Yes, West, Brown and Enquist"s model of allometric scaling is both mathematically correct and biologically relevant

Abstract

The WBE theory shows how the quarter-power scalings of metabolic rate and many other biological attributes have their origin in the fractal-like designs of resource distribution networks. These designs are based on three simple principles: (1) a space-filling network that branches hierarchically to supply all parts of the three-dimensional body; (2) body-size invariant terminal units, such as capillaries or leaf petioles; and (3) minimization of the energy and time required to distribute resources. The WBE model of the mammalian cardiovascular systems additionally shows quantitatively and realistically how the scalings of the structure and hydrodynamics solve the problem of distributing blood from a beating heart through elastic hierarchically branching arteries to body-size invariant capillaries.
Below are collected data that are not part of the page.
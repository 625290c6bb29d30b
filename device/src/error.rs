use std::path::PathBuf;

use snafu::Snafu;

use crate::backend::Property;

pub type Result<T, E = Error> = std::result::Result<T, E>;

/// Coarse classification shared by every kiln error type.
///
/// Callers branch on the kind rather than on individual variants, e.g. to fall back to
/// another strategy on [`ErrorKind::Unsupported`].
#[derive(Debug, Clone, Copy, PartialEq, Eq, Hash, strum::Display)]
pub enum ErrorKind {
    /// Malformed input. Never retried.
    Value,
    /// Host or device memory exhausted.
    Resource,
    /// A structural limit was exceeded.
    Unsupported,
    /// The device backend failed to compile or run a kernel.
    Backend,
}

#[derive(Debug, Snafu)]
#[snafu(visibility(pub))]
pub enum Error {
    /// The backend rejected kernel source.
    #[snafu(display("failed to compile kernel '{entry}': {message}"))]
    Compile { entry: String, message: String, diagnostic: Option<String> },

    #[snafu(display("failed to launch kernel '{entry}': {message}"))]
    Launch { entry: String, message: String },

    #[snafu(display("property query {property} failed: {message}"))]
    PropertyQuery { property: Property, message: String },

    #[snafu(display("failed to allocate {bytes} bytes: {message}"))]
    Allocation { bytes: usize, message: String },

    /// Failed to move data between host and device or inside the device.
    #[snafu(display("transfer failed: {message}"))]
    Transfer { message: String },

    /// Array view reaches outside its buffer.
    #[snafu(display("invalid view: bytes {start}..{end} exceed buffer size {buffer_size}"))]
    InvalidView { start: isize, end: isize, buffer_size: usize },

    #[snafu(display("shape has {shape} dims but strides have {strides}"))]
    RankMismatch { shape: usize, strides: usize },

    #[snafu(display("kernel cache I/O error at {}: {source}", path.display()))]
    CacheIo { path: PathBuf, source: std::io::Error },
}

impl Error {
    pub fn kind(&self) -> ErrorKind {
        match self {
            Self::Compile { .. } | Self::Launch { .. } | Self::PropertyQuery { .. } | Self::Transfer { .. } => {
                ErrorKind::Backend
            }
            Self::Allocation { .. } | Self::CacheIo { .. } => ErrorKind::Resource,
            Self::InvalidView { .. } | Self::RankMismatch { .. } => ErrorKind::Value,
        }
    }

    /// Backend-provided diagnostic text (compiler log), if any.
    pub fn diagnostic(&self) -> Option<&str> {
        match self {
            Self::Compile { diagnostic, .. } => diagnostic.as_deref(),
            _ => None,
        }
    }
}
//! Sort engine.
//!
//! Inputs of at most [`SHARED_SORT_LIMIT`] keys are sorted by a single bitonic block. Longer
//! inputs are sorted in blocks of that size, merged pairwise by doubling run lengths with the
//! sample-sort kernels, and finally the remainder past the last full block is sorted on its
//! own and folded in by a global merge.
//!
//! Scratch buffers and compiled kernels live for one call.

use kiln_codegen::{IndexType, SAMPLE_STRIDE, SHARED_SORT_LIMIT, SortKernel, SortProgram};
use kiln_device::{ArrayView, Backend, Buffer, KernelArg, LaunchGeometry, Property};
use kiln_dtype::{ScalarDType, ScalarValue};
use snafu::{ResultExt, ensure};

use crate::context::Context;
use crate::error::{CodegenSnafu, DeviceSnafu, InvalidValueSnafu, Result, ShapeMismatchSnafu, UnsupportedSnafu};
use crate::kernel::Kernel;

/// Longest sortable input. Merge passes double `stride` in 32-bit counters up to
/// `2 * stride == len`.
pub const MAX_SORT_LEN: usize = 1 << 31;

/// Threads per block of the rank and global-merge kernels.
const RANK_BLOCK: u32 = 256;

#[derive(Debug, Clone, Copy, Default, PartialEq, Eq, Hash)]
pub enum SortDirection {
    #[default]
    Ascending,
    Descending,
}

impl SortDirection {
    fn flag(self) -> u32 {
        match self {
            Self::Ascending => 1,
            Self::Descending => 0,
        }
    }
}

/// A buffer region: device memory plus byte offset.
#[derive(Debug, Clone)]
struct Region {
    buffer: Buffer,
    offset: usize,
}

impl Region {
    fn of(view: &ArrayView) -> Self {
        Self { buffer: view.buffer.clone(), offset: view.offset }
    }

    fn whole(buffer: Buffer) -> Self {
        Self { buffer, offset: 0 }
    }

    fn push_args(&self, args: &mut Vec<KernelArg>) {
        args.push(KernelArg::Buffer(self.buffer.clone()));
        args.push(KernelArg::Size(self.offset));
    }
}

/// Per-call sizes.
#[derive(Debug, Clone, Copy)]
pub(crate) struct SortConfig {
    len: u32,
    /// `len` rounded down to a whole number of bitonic blocks (all of `len` when it fits one).
    pub(crate) nfloor: u32,
    nleft: u32,
    dir: u32,
    key_size: usize,
    index: Option<IndexType>,
}

impl SortConfig {
    pub(crate) fn new(len: u32, direction: SortDirection, key: ScalarDType, index: Option<IndexType>) -> Self {
        let block = SHARED_SORT_LIMIT as u32;
        let nfloor = if len <= block { len } else { (len / block) * block };
        Self { len, nfloor, nleft: len - nfloor, dir: direction.flag(), key_size: key.bytes(), index }
    }

    fn index_size(&self) -> usize {
        self.index.map_or(0, |index| index.dtype().bytes())
    }

    /// Runs in the last merge segment of a pass, and the threads covering the merged segments.
    pub(crate) fn segment(&self, stride: u32) -> (u32, u32) {
        let last = self.nfloor % (2 * stride);
        let threads = if last > stride {
            (self.nfloor + 2 * stride - last) / (2 * SAMPLE_STRIDE as u32)
        } else {
            (self.nfloor - last) / (2 * SAMPLE_STRIDE as u32)
        };
        (last, threads)
    }

    /// Most blocks any launch of this sort asks for.
    pub(crate) fn largest_grid(&self) -> usize {
        let block = SHARED_SORT_LIMIT as u32;
        if self.len <= block {
            return 1;
        }
        // Interval merges launch one block per sample of `nfloor`, which dominates the
        // bitonic batch and the rank kernels.
        let merge = self.nfloor.div_ceil(SAMPLE_STRIDE as u32);
        let global = if self.nleft > 0 { self.len.div_ceil(RANK_BLOCK) } else { 0 };
        merge.max(global) as usize
    }
}

/// `len` as a 32-bit kernel counter, or `Unsupported` past [`MAX_SORT_LEN`].
pub(crate) fn sort_length(len: usize) -> Result<u32> {
    ensure!(
        len <= MAX_SORT_LEN,
        UnsupportedSnafu { reason: format!("cannot sort {len} elements; at most {MAX_SORT_LEN} are supported") }
    );
    u32::try_from(len)
        .map_err(|_| UnsupportedSnafu { reason: format!("cannot sort {len} elements; lengths are 32-bit") }.build())
}

/// Sort kernels compiled on first use within one call.
struct SortKernels<'a> {
    ctx: &'a Context,
    program: SortProgram,
    compiled: [Option<Kernel>; 5],
}

impl<'a> SortKernels<'a> {
    fn new(ctx: &'a Context, program: SortProgram) -> Self {
        Self { ctx, program, compiled: Default::default() }
    }

    fn launch(&mut self, kernel: SortKernel, geometry: &LaunchGeometry, args: &[KernelArg]) -> Result<()> {
        let slot = kernel.ordinal();
        let compiled = match self.compiled[slot].take() {
            Some(compiled) => compiled,
            None => Kernel::compile(self.ctx, self.program.request(kernel))?,
        };
        let launched = compiled.launch_with(geometry, args);
        self.compiled[slot] = Some(compiled);
        launched
    }
}

#[derive(Debug, Clone)]
pub struct SortEngine {
    ctx: Context,
}

impl SortEngine {
    pub fn new(ctx: &Context) -> Self {
        Self { ctx: ctx.clone() }
    }

    /// Sort `src` into `dst`. With `indices`, also write the source position of every sorted key.
    ///
    /// Arrays must be one-dimensional, C-contiguous and of equal length; `dst` and `src` share
    /// the key type, `indices` is `UInt32` or `UInt64`. `src` is not modified. Equal keys keep
    /// their source order.
    #[tracing::instrument(skip_all, fields(sort.len = src.size(), sort.dir = ?direction))]
    pub fn sort(
        &self,
        dst: &ArrayView,
        src: &ArrayView,
        direction: SortDirection,
        indices: Option<&ArrayView>,
    ) -> Result<()> {
        ensure!(
            src.nd() <= 1,
            UnsupportedSnafu { reason: format!("sorting supports one-dimensional arrays, got {} dimensions", src.nd()) }
        );
        ensure!(src.nd() == 1, InvalidValueSnafu { reason: "cannot sort a zero-dimensional array" });
        ensure!(
            dst.shape == src.shape,
            ShapeMismatchSnafu { expected: src.shape.to_vec(), actual: dst.shape.to_vec() }
        );
        ensure!(
            dst.dtype == src.dtype,
            InvalidValueSnafu { reason: format!("destination is {:?}, source is {:?}", dst.dtype, src.dtype) }
        );
        ensure!(
            src.is_c_contiguous() && dst.is_c_contiguous(),
            InvalidValueSnafu { reason: "sorting requires contiguous arrays" }
        );
        let index = match indices {
            None => None,
            Some(view) => {
                ensure!(
                    view.shape == src.shape,
                    ShapeMismatchSnafu { expected: src.shape.to_vec(), actual: view.shape.to_vec() }
                );
                ensure!(view.is_c_contiguous(), InvalidValueSnafu { reason: "index array must be contiguous" });
                let index = IndexType::from_dtype(view.dtype).ok_or_else(|| {
                    InvalidValueSnafu { reason: format!("index arrays must be UInt32 or UInt64, got {:?}", view.dtype) }
                        .build()
                })?;
                Some(index)
            }
        };
        let program = SortProgram::new(src.dtype, index).context(CodegenSnafu)?;

        let len = sort_length(src.size())?;
        let config = SortConfig::new(len, direction, src.dtype, index);
        let backend = self.ctx.backend();

        let max_grid = backend.property(None, Property::MaxGridSize0).context(DeviceSnafu)?;
        let grid = config.largest_grid();
        ensure!(
            grid <= max_grid,
            UnsupportedSnafu { reason: format!("sorting {len} elements needs {grid} blocks, the grid limit is {max_grid}") }
        );

        match len {
            0 => return Ok(()),
            1 => {
                backend.copy(&dst.buffer, dst.offset, &src.buffer, src.offset, config.key_size).context(DeviceSnafu)?;
                if let Some(view) = indices {
                    let zero = vec![0u8; view.dtype.bytes()];
                    backend.upload(&view.buffer, view.offset, &zero).context(DeviceSnafu)?;
                }
                return Ok(());
            }
            _ => {}
        }

        let src_arg = match index {
            Some(index) => Some(Region::whole(self.iota(index, len)?)),
            None => None,
        };
        let dst_arg = indices.map(Region::of);
        let mut kernels = SortKernels::new(&self.ctx, program);

        tracing::debug!(sort.nfloor = config.nfloor, sort.nleft = config.nleft, sort.argsort = index.is_some(), "sort");
        let source = Pair { key: Region::of(src), arg: src_arg };
        let target = Pair { key: Region::of(dst), arg: dst_arg };
        if config.len as usize <= SHARED_SORT_LIMIT {
            bitonic(&mut kernels, &config, &target, &source, 1, config.len, 0)
        } else {
            self.merge_sort(&mut kernels, &config, &target, &source)
        }
    }

    fn iota(&self, index: IndexType, len: u32) -> Result<Buffer> {
        let bytes: Vec<u8> = match index {
            IndexType::U32 => (0..len).flat_map(u32::to_le_bytes).collect(),
            IndexType::U64 => (0..u64::from(len)).flat_map(u64::to_le_bytes).collect(),
        };
        let buffer = self.ctx.backend().alloc(bytes.len()).context(DeviceSnafu)?;
        self.ctx.backend().upload(&buffer, 0, &bytes).context(DeviceSnafu)?;
        Ok(buffer)
    }

    fn scratch(&self, bytes: usize) -> Result<Buffer> {
        self.ctx.backend().alloc(bytes).context(DeviceSnafu)
    }

    fn merge_sort(&self, kernels: &mut SortKernels<'_>, config: &SortConfig, dst: &Pair, src: &Pair) -> Result<()> {
        let backend = self.ctx.backend();
        let len = config.len as usize;
        let samples = config.nfloor as usize / SAMPLE_STRIDE;

        let buf = Pair {
            key: Region::whole(self.scratch(len * config.key_size)?),
            arg: match config.index {
                Some(_) => Some(Region::whole(self.scratch(len * config.index_size())?)),
                None => None,
            },
        };
        let ranks_a = Region::whole(self.scratch(samples * 4)?);
        let ranks_b = Region::whole(self.scratch(samples * 4)?);
        let limits_a = Region::whole(self.scratch(samples * 4)?);
        let limits_b = Region::whole(self.scratch(samples * 4)?);

        let block = SHARED_SORT_LIMIT as u32;
        let mut stages = 0;
        let mut stride = block;
        while stride < config.nfloor {
            stride <<= 1;
            stages += 1;
        }
        // Odd pass counts start in the scratch buffer so the last pass lands in `dst`.
        let (mut input, mut output) = if stages % 2 == 1 { (&buf, dst) } else { (dst, &buf) };

        bitonic(kernels, config, input, src, config.nfloor / block, block, 0)?;

        let mut stride = block;
        while stride < config.nfloor {
            let (last, threads) = config.segment(stride);
            tracing::trace!(sort.stride = stride, sort.last = last, "merge pass");

            let rank_geometry = LaunchGeometry::linear(threads.div_ceil(RANK_BLOCK) as usize, RANK_BLOCK as usize, 0);
            let mut args = Vec::with_capacity(10);
            ranks_a.push_args(&mut args);
            ranks_b.push_args(&mut args);
            input.key.push_args(&mut args);
            args.extend([uint(stride), uint(config.nfloor), uint(threads), uint(config.dir)]);
            kernels.launch(SortKernel::SampleRanks, &rank_geometry, &args)?;

            for (limits, ranks) in [(&limits_a, &ranks_a), (&limits_b, &ranks_b)] {
                let mut args = Vec::with_capacity(7);
                limits.push_args(&mut args);
                ranks.push_args(&mut args);
                args.extend([uint(stride), uint(config.nfloor), uint(threads)]);
                kernels.launch(SortKernel::MergeRanks, &rank_geometry, &args)?;
            }

            let merge_pairs = if last > stride {
                config.nfloor.div_ceil(SAMPLE_STRIDE as u32)
            } else {
                (config.nfloor - last) / SAMPLE_STRIDE as u32
            };
            let mut args = Vec::with_capacity(15);
            output.push_key_args(input, &mut args);
            limits_a.push_args(&mut args);
            limits_b.push_args(&mut args);
            args.extend([uint(stride), uint(config.nfloor), uint(config.dir)]);
            kernels.launch(
                SortKernel::MergeIntervals,
                &LaunchGeometry::linear(merge_pairs as usize, SAMPLE_STRIDE, 0),
                &args,
            )?;

            if last <= stride {
                // A lone run at the end has nothing to merge with; carry it over.
                let start = (config.nfloor - last) as usize;
                let count = last as usize;
                copy(backend.as_ref(), &output.key, &input.key, start, count, config.key_size)?;
                if let (Some(to), Some(from)) = (&output.arg, &input.arg) {
                    copy(backend.as_ref(), to, from, start, count, config.index_size())?;
                }
            }

            std::mem::swap(&mut input, &mut output);
            stride <<= 1;
        }

        if config.nleft > 0 {
            bitonic(kernels, config, dst, src, 1, config.nleft, config.nfloor)?;

            let mut args = Vec::with_capacity(12);
            buf.push_key_args(dst, &mut args);
            args.extend([uint(config.nfloor), uint(config.nleft), uint(config.len), uint(config.dir)]);
            kernels.launch(SortKernel::MergeGlobal, &LaunchGeometry::linear(config.len.div_ceil(RANK_BLOCK) as usize, RANK_BLOCK as usize, 0), &args)?;

            copy(backend.as_ref(), &dst.key, &buf.key, 0, len, config.key_size)?;
            if let (Some(to), Some(from)) = (&dst.arg, &buf.arg) {
                copy(backend.as_ref(), to, from, 0, len, config.index_size())?;
            }
        }
        Ok(())
    }
}

/// Keys plus the parallel index array when argsorting.
#[derive(Debug)]
struct Pair {
    key: Region,
    arg: Option<Region>,
}

impl Pair {
    /// `dstKey, dstKeyOff, srcKey, srcKeyOff[, dstArg, dstArgOff, srcArg, srcArgOff]`
    fn push_key_args(&self, src: &Pair, args: &mut Vec<KernelArg>) {
        self.key.push_args(args);
        src.key.push_args(args);
        if let (Some(dst_arg), Some(src_arg)) = (&self.arg, &src.arg) {
            dst_arg.push_args(args);
            src_arg.push_args(args);
        }
    }
}

fn uint(value: u32) -> KernelArg {
    KernelArg::Scalar(ScalarValue::UInt32(value))
}

fn bitonic(
    kernels: &mut SortKernels<'_>,
    config: &SortConfig,
    dst: &Pair,
    src: &Pair,
    batch: u32,
    length: u32,
    elems_off: u32,
) -> Result<()> {
    let mut args = Vec::with_capacity(12);
    dst.push_key_args(src, &mut args);
    args.extend([uint(batch), uint(length), uint(elems_off), uint(config.dir)]);
    let geometry = LaunchGeometry::linear(batch as usize, SHARED_SORT_LIMIT / 2, 0);
    kernels.launch(SortKernel::BitonicShared, &geometry, &args)
}

fn copy(
    backend: &dyn Backend,
    dst: &Region,
    src: &Region,
    start: usize,
    count: usize,
    elem: usize,
) -> Result<()> {
    if count == 0 {
        return Ok(());
    }
    backend
        .copy(&dst.buffer, dst.offset + start * elem, &src.buffer, src.offset + start * elem, count * elem)
        .context(DeviceSnafu)
}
The model correctly predicts not only the scaling parameters and absolute values of many characteristics of mammalian cardiovascular systems that have been measured by biomedical researchers (see Table 1 in WBE), but also the values in the hypothetical numerical example proposed by K & K (see Table 1, below). By applying the fundamental principles listed above to other resource supply networks in different taxa of organisms, the WBE model explains the origin of the ubiquitous quarter-power scaling exponents that have puzzled biologists since the 1930s (e.g. Kleiber 1932; Peters 1983; McMahon & Bonner 1983; Calder 1984: Schmidt-Nielsen 1984).